Copy every line of the material below word for word.

Data for this exercise —
*** Block opens ***

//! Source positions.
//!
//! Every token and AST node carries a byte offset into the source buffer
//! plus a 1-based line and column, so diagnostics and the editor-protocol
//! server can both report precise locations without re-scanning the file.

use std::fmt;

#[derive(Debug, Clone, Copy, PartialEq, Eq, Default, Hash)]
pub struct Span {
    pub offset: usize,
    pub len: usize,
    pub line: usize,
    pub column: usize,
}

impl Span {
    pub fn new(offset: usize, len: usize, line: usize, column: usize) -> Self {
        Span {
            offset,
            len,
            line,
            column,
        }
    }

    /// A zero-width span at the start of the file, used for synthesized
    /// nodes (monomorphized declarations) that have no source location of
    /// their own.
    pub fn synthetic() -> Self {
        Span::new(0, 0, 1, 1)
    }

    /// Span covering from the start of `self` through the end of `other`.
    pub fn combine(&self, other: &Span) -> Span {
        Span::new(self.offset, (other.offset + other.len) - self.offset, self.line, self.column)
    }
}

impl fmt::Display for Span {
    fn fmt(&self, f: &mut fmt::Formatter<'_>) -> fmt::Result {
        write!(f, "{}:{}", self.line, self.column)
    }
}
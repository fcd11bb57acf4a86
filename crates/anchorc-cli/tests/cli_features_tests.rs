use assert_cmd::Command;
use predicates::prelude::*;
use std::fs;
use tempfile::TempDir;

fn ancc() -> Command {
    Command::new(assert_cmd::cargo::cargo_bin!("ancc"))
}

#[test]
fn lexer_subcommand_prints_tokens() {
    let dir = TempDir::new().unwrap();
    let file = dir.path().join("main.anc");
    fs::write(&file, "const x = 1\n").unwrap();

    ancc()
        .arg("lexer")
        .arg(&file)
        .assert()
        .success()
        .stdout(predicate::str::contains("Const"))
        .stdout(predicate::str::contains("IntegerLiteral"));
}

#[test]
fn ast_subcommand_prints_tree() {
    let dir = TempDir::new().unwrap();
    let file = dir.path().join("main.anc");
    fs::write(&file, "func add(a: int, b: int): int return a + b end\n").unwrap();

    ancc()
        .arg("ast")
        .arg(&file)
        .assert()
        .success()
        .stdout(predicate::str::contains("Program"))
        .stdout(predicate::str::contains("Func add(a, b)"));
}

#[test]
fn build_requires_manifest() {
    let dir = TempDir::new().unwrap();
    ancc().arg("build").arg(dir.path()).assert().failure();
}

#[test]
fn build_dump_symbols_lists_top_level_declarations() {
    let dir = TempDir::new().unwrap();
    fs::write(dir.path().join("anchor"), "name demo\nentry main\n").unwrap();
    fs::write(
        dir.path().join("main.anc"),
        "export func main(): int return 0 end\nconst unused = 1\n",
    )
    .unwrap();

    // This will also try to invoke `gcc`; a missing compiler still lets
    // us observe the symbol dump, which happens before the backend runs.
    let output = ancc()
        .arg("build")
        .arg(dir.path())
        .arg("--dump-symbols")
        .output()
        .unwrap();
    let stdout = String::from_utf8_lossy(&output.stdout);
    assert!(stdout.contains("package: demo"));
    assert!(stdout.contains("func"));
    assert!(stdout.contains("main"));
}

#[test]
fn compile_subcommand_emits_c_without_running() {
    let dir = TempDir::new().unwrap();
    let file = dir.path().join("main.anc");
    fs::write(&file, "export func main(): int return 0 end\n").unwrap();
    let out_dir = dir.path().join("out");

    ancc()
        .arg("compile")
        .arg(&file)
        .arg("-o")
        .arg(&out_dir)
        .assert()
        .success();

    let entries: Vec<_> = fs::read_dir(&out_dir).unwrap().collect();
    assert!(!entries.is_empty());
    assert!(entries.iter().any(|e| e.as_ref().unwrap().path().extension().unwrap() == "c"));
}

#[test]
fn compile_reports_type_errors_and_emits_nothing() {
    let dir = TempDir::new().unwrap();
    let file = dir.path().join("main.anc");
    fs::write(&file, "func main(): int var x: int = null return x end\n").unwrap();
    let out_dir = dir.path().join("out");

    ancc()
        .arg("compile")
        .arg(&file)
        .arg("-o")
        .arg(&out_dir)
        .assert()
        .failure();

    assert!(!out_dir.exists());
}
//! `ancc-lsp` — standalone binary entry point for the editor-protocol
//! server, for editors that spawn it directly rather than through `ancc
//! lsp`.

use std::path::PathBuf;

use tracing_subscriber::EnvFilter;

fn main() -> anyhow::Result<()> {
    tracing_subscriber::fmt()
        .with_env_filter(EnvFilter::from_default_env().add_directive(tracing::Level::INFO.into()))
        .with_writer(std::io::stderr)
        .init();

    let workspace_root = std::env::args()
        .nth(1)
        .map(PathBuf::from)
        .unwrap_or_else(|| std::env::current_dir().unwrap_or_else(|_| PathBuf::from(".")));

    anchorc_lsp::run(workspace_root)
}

*** Block closes ***

Response to the task —
//! Source positions.
//!
//! Every token and AST node carries a byte offset into the source buffer
//! plus a 1-based line and column, so diagnostics and the editor-protocol
//! server can both report precise locations without re-scanning the file.

use std::fmt;

#[derive(Debug, Clone, Copy, PartialEq, Eq, Default, Hash)]
pub struct Span {
    pub offset: usize,
    pub len: usize,
    pub line: usize,
    pub column: usize,
}

impl Span {
    pub fn new(offset: usize, len: usize, line: usize, column: usize) -> Self {
        Span {
            offset,
            len,
            line,
            column,
        }
    }

    /// A zero-width span at the start of the file, used for synthesized
    /// nodes (monomorphized declarations) that have no source location of
    /// their own.
    pub fn synthetic() -> Self {
        Span::new(0, 0, 1, 1)
    }

    /// Span covering from the start of `self` through the end of `other`.
    pub fn combine(&self, other: &Span) -> Span {
        Span::new(self.offset, (other.offset + other.len) - self.offset, self.line, self.column)
    }
}

impl fmt::Display for Span {
    fn fmt(&self, f: &mut fmt::Formatter<'_>) -> fmt::Result {
        write!(f, "{}:{}", self.line, self.column)
    }
}
repository fcd11bb57acf4a86
filename crates/anchorc-cli/tests/cli_features_tests.rs
use assert_cmd::Command;
use predicates::prelude::*;
use std::fs;
use tempfile::TempDir;

fn ancc() -> Command {
    Command::new(assert_cmd::cargo::cargo_bin!("ancc"))
}

#[test]
fn lexer_subcommand_prints_tokens() {
    let dir = TempDir::new().unwrap();
    let file = dir.path().join("main.anc");
    fs::write(&file, "const x = 1\n").unwrap();

    ancc()
        .arg("lexer")
        .arg(&file)
        .assert()
        .success()
        .stdout(predicate::str::contains("Const"))
        .stdout(predicate::str::contains("IntegerLiteral"));
}

#[test]
fn ast_subcommand_prints_tree() {
    let dir = TempDir::new().unwrap();
    let file = dir.path().join("main.anc");
    fs::write(&file, "func add(a: int, b: int): int return a + b end\n").unwrap();

    ancc()
        .arg("ast")
        .arg(&file)
        .assert()
        .success()
        .stdout(predicate::str::contains("Program"))
        .stdout(predicate::str::contains("Func add(a, b)"));
}

#[test]
fn build_requires_manifest() {
    let dir = TempDir::new().unwrap();
    ancc().arg("build").arg(dir.path()).assert().failure();
}

#[test]
fn build_dump_symbols_lists_top_level_declarations() {
    let dir = TempDir::new().unwrap();
    fs::write(dir.path().join("anchor"), "name demo\nentry main\n").unwrap();
    fs::write(
        dir.path().join("main.anc"),
        "export func main(): int return 0 end\nconst unused = 1\n",
    )
    .unwrap();

    // This will also try to invoke `gcc`; a missing compiler still lets
    // us observe the symbol dump, which happens before the backend runs.
    let output = ancc()
        .arg("build")
        .arg(dir.path())
        .arg("--dump-symbols")
        .output()
        .unwrap();
    let stdout = String::from_utf8_lossy(&output.stdout);
    assert!(stdout.contains("package: demo"));
    assert!(stdout.contains("func"));
    assert!(stdout.contains("main"));
}

#[test]
fn compile_subcommand_emits_c_without_running() {
    let dir = TempDir::new().unwrap();
    let file = dir.path().join("main.anc");
    fs::write(&file, "export func main(): int return 0 end\n").unwrap();
    let out_dir = dir.path().join("out");

    ancc()
        .arg("compile")
        .arg(&file)
        .arg("-o")
        .arg(&out_dir)
        .assert()
        .success();

    let entries: Vec<_> = fs::read_dir(&out_dir).unwrap().collect();
    assert!(!entries.is_empty());
    assert!(entries.iter().any(|e| e.as_ref().unwrap().path().extension().unwrap() == "c"));
}

#[test]
fn compile_reports_type_errors_and_emits_nothing() {
    let dir = TempDir::new().unwrap();
    let file = dir.path().join("main.anc");
    fs::write(&file, "func main(): int var x: int = null return x end\n").unwrap();
    let out_dir = dir.path().join("out");

    ancc()
        .arg("compile")
        .arg(&file)
        .arg("-o")
        .arg(&out_dir)
        .assert()
        .failure();

    assert!(!out_dir.exists());
}
//! `ancc-lsp` — standalone binary entry point for the editor-protocol
//! server, for editors that spawn it directly rather than through `ancc
//! lsp`.

use std::path::PathBuf;

use tracing_subscriber::EnvFilter;

fn main() -> anyhow::Result<()> {
    tracing_subscriber::fmt()
        .with_env_filter(EnvFilter::from_default_env().add_directive(tracing::Level::INFO.into()))
        .with_writer(std::io::stderr)
        .init();

    let workspace_root = std::env::args()
        .nth(1)
        .map(PathBuf::from)
        .unwrap_or_else(|| std::env::current_dir().unwrap_or_else(|_| PathBuf::from(".")));

    anchorc_lsp::run(workspace_root)
}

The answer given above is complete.